Exercise instructions: Below are the records; restate all of them word for word.

Data extracts:
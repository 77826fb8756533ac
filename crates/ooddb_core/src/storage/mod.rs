//! Storage layer: byte stores, frames, the engine contract and the
//! bundled memory engine.

mod backend;
mod engine;
mod frame;
pub(crate) mod journal;
mod memory;

pub use backend::{ByteStore, FileStore, MemoryStore};
pub use engine::{Connection, StorageEngine};
pub use frame::{Frame, FrameFormat, FrameIter};
pub use memory::{EngineOptions, MemoryEngine};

Solution:
repository 77826fb8756533ac
filename crates/ooddb_core/src/storage/mod.rs
//! Storage layer: byte stores, frames, the engine contract and the
//! bundled memory engine.

mod backend;
mod engine;
mod frame;
pub(crate) mod journal;
mod memory;

pub use backend::{ByteStore, FileStore, MemoryStore};
pub use engine::{Connection, StorageEngine};
pub use frame::{Frame, FrameFormat, FrameIter};
pub use memory::{EngineOptions, MemoryEngine};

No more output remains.